● **INSTRUCTIONS TO FOLLOW**
Repeat the data exactly, please.

GIVEN RECORDS section start

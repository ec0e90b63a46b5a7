//! Low-level DSP primitives used by the reverb network and signal sources.
//!
//! These components are allocation-free on the per-sample path and
//! realtime-safe, making them safe to embed directly inside voice structs.
//! Delay buffers are allocated once at construction and only ever reset,
//! never resized, while audio is running.

/// Schroeder all-pass diffusion filter.
pub mod allpass;
/// Feedback comb filter with damping and optional LFO-modulated delay.
pub mod comb;
/// Single-pole IIR lowpass for tone shaping.
pub mod lowpass;
/// The composed reverb effect: combs in parallel, all-passes in series.
pub mod reverb;

pub use reverb::{MixCurve, ReverbEffect, ReverbSettings};
//! Concrete signal sources.
//!
//! Each voice implements [`crate::synth::SignalSource`] and plays exactly
//! one scheduled note: it renders for the note's duration, ramps in and
//! out to avoid clicks, then reports done so the mixer can retire it.
//!
//! # Example
//!
//! ```ignore
//! use tailverb::synth::{NoteExpression, ScheduledNote, ScheduledMixer};
//! use tailverb::voices::ToneVoice;
//!
//! let note = NoteExpression::new(60, 0, 22_050, 100);
//! let voice = ToneVoice::new(&note, 44_100.0);
//!
//! let mut mixer = ScheduledMixer::new();
//! let handle = mixer.schedule(ScheduledNote::new(note, voice));
//! ```

mod noise;
mod send;
mod tone;

pub use noise::NoiseVoice;
pub use send::ReverbSend;
pub use tone::ToneVoice;

/// Linear fade-in/fade-out gate over a fixed number of samples.
///
/// Shared by the simple voices: a few milliseconds of ramp at each end of
/// the note prevents clicks at note boundaries without a full ADSR.
#[derive(Clone, Copy)]
pub(crate) struct NoteGate {
    total: u64,
    position: u64,
    attack: u64,
    release: u64,
}

impl NoteGate {
    pub(crate) fn new(total_samples: u64, sample_rate: f32) -> Self {
        let attack = (0.005 * sample_rate) as u64; // 5ms in
        let release = (0.010 * sample_rate) as u64; // 10ms out
        // Degenerate short notes split between ramps
        let attack = attack.min(total_samples / 2);
        let release = release.min(total_samples / 2);
        Self {
            total: total_samples,
            position: 0,
            attack,
            release,
        }
    }

    /// Gain for the current sample, then advance.
    #[inline]
    pub(crate) fn next_gain(&mut self) -> f32 {
        let gain = if self.position < self.attack {
            self.position as f32 / self.attack.max(1) as f32
        } else if self.position + self.release >= self.total {
            (self.total - self.position) as f32 / self.release.max(1) as f32
        } else {
            1.0
        };
        self.position += 1;
        gain
    }

    pub(crate) fn remaining(&self) -> u64 {
        self.total.saturating_sub(self.position)
    }

    pub(crate) fn finished(&self) -> bool {
        self.position >= self.total
    }
}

GIVEN RECORDS section end

● **SOLUTION FOR THIS EXERCISE**
repository ec0e90b63a46b5a7
//! Low-level DSP primitives used by the reverb network and signal sources.
//!
//! These components are allocation-free on the per-sample path and
//! realtime-safe, making them safe to embed directly inside voice structs.
//! Delay buffers are allocated once at construction and only ever reset,
//! never resized, while audio is running.

/// Schroeder all-pass diffusion filter.
pub mod allpass;
/// Feedback comb filter with damping and optional LFO-modulated delay.
pub mod comb;
/// Single-pole IIR lowpass for tone shaping.
pub mod lowpass;
/// The composed reverb effect: combs in parallel, all-passes in series.
pub mod reverb;

pub use reverb::{MixCurve, ReverbEffect, ReverbSettings};
//! Concrete signal sources.
//!
//! Each voice implements [`crate::synth::SignalSource`] and plays exactly
//! one scheduled note: it renders for the note's duration, ramps in and
//! out to avoid clicks, then reports done so the mixer can retire it.
//!
//! # Example
//!
//! ```ignore
//! use tailverb::synth::{NoteExpression, ScheduledNote, ScheduledMixer};
//! use tailverb::voices::ToneVoice;
//!
//! let note = NoteExpression::new(60, 0, 22_050, 100);
//! let voice = ToneVoice::new(&note, 44_100.0);
//!
//! let mut mixer = ScheduledMixer::new();
//! let handle = mixer.schedule(ScheduledNote::new(note, voice));
//! ```

mod noise;
mod send;
mod tone;

pub use noise::NoiseVoice;
pub use send::ReverbSend;
pub use tone::ToneVoice;

/// Linear fade-in/fade-out gate over a fixed number of samples.
///
/// Shared by the simple voices: a few milliseconds of ramp at each end of
/// the note prevents clicks at note boundaries without a full ADSR.
#[derive(Clone, Copy)]
pub(crate) struct NoteGate {
    total: u64,
    position: u64,
    attack: u64,
    release: u64,
}

impl NoteGate {
    pub(crate) fn new(total_samples: u64, sample_rate: f32) -> Self {
        let attack = (0.005 * sample_rate) as u64; // 5ms in
        let release = (0.010 * sample_rate) as u64; // 10ms out
        // Degenerate short notes split between ramps
        let attack = attack.min(total_samples / 2);
        let release = release.min(total_samples / 2);
        Self {
            total: total_samples,
            position: 0,
            attack,
            release,
        }
    }

    /// Gain for the current sample, then advance.
    #[inline]
    pub(crate) fn next_gain(&mut self) -> f32 {
        let gain = if self.position < self.attack {
            self.position as f32 / self.attack.max(1) as f32
        } else if self.position + self.release >= self.total {
            (self.total - self.position) as f32 / self.release.max(1) as f32
        } else {
            1.0
        };
        self.position += 1;
        gain
    }

    pub(crate) fn remaining(&self) -> u64 {
        self.total.saturating_sub(self.position)
    }

    pub(crate) fn finished(&self) -> bool {
        self.position >= self.total
    }
}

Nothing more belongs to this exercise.